The imputation approach is widely used in practice. The basic idea is filling the missing values with imputed values. The imputed values are chosen by many methods. We will discuss three methods: Mean Substitution (MS), Last Observation Carried Forward (LOCF) and Regression Imputation (RI). The advantage of using imputation methods is the possibility to use the standard statistical analysis methods for the completed data after the imputation.

Mean substitution (MS)

In this method, we easily use single imputation for each missing data by the mean of available observed values. This method may causes bias in the parameter estimations and under estimate the variability Cook et al.¹⁰ Thus, it may artificially reduce the variability of the parameter estimations. In this paper, we accommodate the multivariate structure by imputing the mean of each outcome, for each occasion, and for the same treatment. That means when we have two outcomes, three occasions and treatment binary variable, we will impute the missing values by 12 means instead of single mean. Each missing value is imputed by the mean of its outcome, its occasion, and treatment.

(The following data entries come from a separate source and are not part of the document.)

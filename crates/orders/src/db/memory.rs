//! In-process backend for tests and local development.

use std::collections::{HashMap, HashSet};

use async_trait::async_trait;
use chrono::Utc;
use panaderia_core::{OrderId, QuoteId, QuoteStatus};
use tokio::sync::RwLock;

use super::{
    NewOrder, NewQuote, OptionalColumn, Order, OrderBackend, OrderPatch, Quote, QuotePatch,
    RepositoryError,
};

#[derive(Default)]
struct Tables {
    orders: HashMap<OrderId, Order>,
    quotes: HashMap<QuoteId, Quote>,
    next_order_id: i32,
    next_quote_id: i32,
}

/// Backend keeping all records in memory.
///
/// [`MemoryBackend::with_missing_columns`] makes it behave like a database
/// whose schema lacks some optional columns: any order operation that does not
/// omit them fails with [`RepositoryError::MissingColumn`].
#[derive(Default)]
pub struct MemoryBackend {
    tables: RwLock<Tables>,
    missing: HashSet<OptionalColumn>,
}

impl MemoryBackend {
    /// Empty backend with the full schema.
    #[must_use]
    pub fn new() -> Self {
        Self::default()
    }

    /// Simulate a schema without `columns`.
    #[must_use]
    pub fn with_missing_columns(mut self, columns: &[OptionalColumn]) -> Self {
        self.missing.extend(columns.iter().copied());
        self
    }

    /// Number of stored orders.
    pub async fn order_count(&self) -> usize {
        self.tables.read().await.orders.len()
    }

    fn check_schema(&self, omit: &[OptionalColumn]) -> Result<Vec<OptionalColumn>, RepositoryError> {
        if let Some(column) = OptionalColumn::ALL
            .into_iter()
            .find(|c| self.missing.contains(c) && !omit.contains(c))
        {
            return Err(RepositoryError::MissingColumn(column.column_name().to_string()));
        }
        // Columns the schema lacks are never stored, omitted or not.
        let mut absent: Vec<OptionalColumn> = omit.to_vec();
        absent.extend(self.missing.iter().copied());
        Ok(absent)
    }
}

#[async_trait]
impl OrderBackend for MemoryBackend {
    async fn insert_order(
        &self,
        order: &NewOrder,
        omit: &[OptionalColumn],
    ) -> Result<Order, RepositoryError> {
        let absent = self.check_schema(omit)?;
        let mut tables = self.tables.write().await;
        tables.next_order_id += 1;
        let now = Utc::now();
        let mut stored = Order {
            id: OrderId::new(tables.next_order_id),
            owner_id: order.owner_id.clone(),
            customer: order.customer.clone(),
            billing_postal_code: order.billing_postal_code.clone(),
            language: order.language,
            items: order.items.clone(),
            subtotal: order.totals.subtotal(),
            tax: order.totals.tax(),
            total: order.totals.total(),
            pickup_date: order.pickup_date,
            pickup_time: order.pickup_time.clone(),
            special_requests: order.special_requests.clone(),
            status: order.status,
            payment_type: order.payment_type,
            payment_status: order.payment_status,
            payment_reference: order.payment_reference.clone(),
            created_at: now,
            updated_at: now,
        };
        stored.clear_omitted(&absent);
        tables.orders.insert(stored.id, stored.clone());
        Ok(stored)
    }

    async fn update_order(
        &self,
        id: OrderId,
        patch: &OrderPatch,
        omit: &[OptionalColumn],
    ) -> Result<Order, RepositoryError> {
        let absent = self.check_schema(omit)?;
        let mut tables = self.tables.write().await;
        let order = tables.orders.get_mut(&id).ok_or(RepositoryError::NotFound)?;
        patch.apply_to(order, &absent);
        order.updated_at = Utc::now();
        Ok(order.clone())
    }

    async fn get_order(
        &self,
        id: OrderId,
        omit: &[OptionalColumn],
    ) -> Result<Option<Order>, RepositoryError> {
        self.check_schema(omit)?;
        Ok(self.tables.read().await.orders.get(&id).cloned())
    }

    async fn insert_quote(&self, quote: &NewQuote) -> Result<Quote, RepositoryError> {
        let mut tables = self.tables.write().await;
        tables.next_quote_id += 1;
        let stored = Quote {
            id: QuoteId::new(tables.next_quote_id),
            owner_id: quote.owner_id.clone(),
            customer: quote.customer.clone(),
            language: quote.language,
            occasion: quote.occasion.clone(),
            theme: quote.theme.clone(),
            budget: quote.budget.clone(),
            servings: quote.servings,
            description: quote.description.clone(),
            photo_url: quote.photo_url.clone(),
            pickup_date: quote.pickup_date,
            pickup_time: quote.pickup_time.clone(),
            status: QuoteStatus::Pending,
            estimated_price: None,
            admin_notes: None,
            created_at: Utc::now(),
            responded_at: None,
        };
        tables.quotes.insert(stored.id, stored.clone());
        Ok(stored)
    }

    async fn update_quote(&self, id: QuoteId, patch: &QuotePatch) -> Result<Quote, RepositoryError> {
        let mut tables = self.tables.write().await;
        let quote = tables.quotes.get_mut(&id).ok_or(RepositoryError::NotFound)?;
        if !patch.allows(quote.status) {
            return Err(RepositoryError::Conflict(format!(
                "quote {id} is {}",
                quote.status
            )));
        }
        patch.apply_to(quote);
        Ok(quote.clone())
    }

    async fn get_quote(&self, id: QuoteId) -> Result<Option<Quote>, RepositoryError> {
        Ok(self.tables.read().await.quotes.get(&id).cloned())
    }

    async fn ping(&self) -> Result<(), RepositoryError> {
        Ok(())
    }
}

#[cfg(test)]
#[allow(clippy::unwrap_used)]
mod tests {
    use panaderia_core::{Language, Phone};

    use super::*;
    use crate::db::models::CustomerContact;

    fn new_quote() -> NewQuote {
        NewQuote {
            owner_id: Some("cust-9".to_string()),
            customer: CustomerContact {
                name: "Luis".to_string(),
                email: None,
                phone: Some(Phone::parse("512-555-0100").unwrap()),
            },
            language: Language::Es,
            occasion: Some("birthday".to_string()),
            theme: None,
            budget: None,
            servings: Some(20),
            description: None,
            photo_url: None,
            pickup_date: None,
            pickup_time: None,
        }
    }

    #[tokio::test]
    async fn test_ids_are_assigned_by_the_store() {
        let backend = MemoryBackend::new();
        let first = backend.insert_quote(&new_quote()).await.unwrap();
        let second = backend.insert_quote(&new_quote()).await.unwrap();
        assert_ne!(first.id, second.id);
        assert_eq!(first.status, QuoteStatus::Pending);
        assert_eq!(first.estimated_price, None);
    }

    #[tokio::test]
    async fn test_update_missing_records() {
        let backend = MemoryBackend::new();
        let err = backend
            .update_order(OrderId::new(42), &OrderPatch::default(), &[])
            .await
            .unwrap_err();
        assert!(matches!(err, RepositoryError::NotFound));

        let err = backend
            .update_quote(QuoteId::new(42), &QuotePatch::accept(rust_decimal::Decimal::ONE))
            .await
            .unwrap_err();
        assert!(matches!(err, RepositoryError::NotFound));
    }

    #[tokio::test]
    async fn test_missing_column_reported_until_omitted() {
        let backend =
            MemoryBackend::new().with_missing_columns(&[OptionalColumn::BillingPostalCode]);
        let err = backend.get_order(OrderId::new(1), &[]).await.unwrap_err();
        assert!(matches!(err, RepositoryError::MissingColumn(c) if c == "billing_postal_code"));
        assert!(
            backend
                .get_order(OrderId::new(1), &[OptionalColumn::BillingPostalCode])
                .await
                .unwrap()
                .is_none()
        );
    }
}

Last observation carried forward (LOCF)

The LOCF is frequently used in clinical trials, it is a single imputation method that is widely used for longitudinal data, despite that it leads to bias expect for MCAR mechanism. In this method, each missing value is replaced by the last observed value for that subject. It is easy to impute LOCF method, but it is unrealistic to assume the observations following the dropouts remain unchanged unless the dropout is due to cure. Shao & Zhong¹¹ conducted studies and proved that LOCF method could have biased results and reduce the precision of the parameter estimations.

Regression imputation (RI)

The idea behind the regression imputation is simple. It is based on assuming the distribution of the missing responses is close to the distribution of the observed responses. Here, we impute the missing responses using the prediction from the regression equation derived from the observed responses. Then, we remodel the completed responses after the imputation, using the prediction method to impute the missing responses seems not appealing when the cause of the drop out is related to the efficiency of the treatment. For example, when the sick subjects tends to drop out more than the healthy subjects, this leads to different estimates of the observed and missing responses. In MAR and MNAR assumptions, the there is a statistical difference between responses means of the observed and missing responses.

Inverse probability weight method (IPW)

The GEE method can be adapted to treat the dropout missingness for MAR mechanism. One applicable method is the inverse probability weighted (IPW) GEE approach of Preisser et al.¹² and Robins & Rotnitzky.¹³ It provides a method to handle the dropout missingness in the lack of good reasons to assume the MCAR mechanism. The idea is to weight the observed data to account for the probability of unobserved data. The weights are obtained by estimating the probability of dropout as a function of observed responses prior to dropouts and covariates. The probability of not dropping out is called the propensity score. Here in the multivariate longitudinal data, the appropriate way is to estimate the propensity score weights for each outcome $k$ . Let $π_{i j k}$ denote the conditional probability of subject $i$ being observed at time $j$ for outcome $k$ given the readings history of that subject at prior times.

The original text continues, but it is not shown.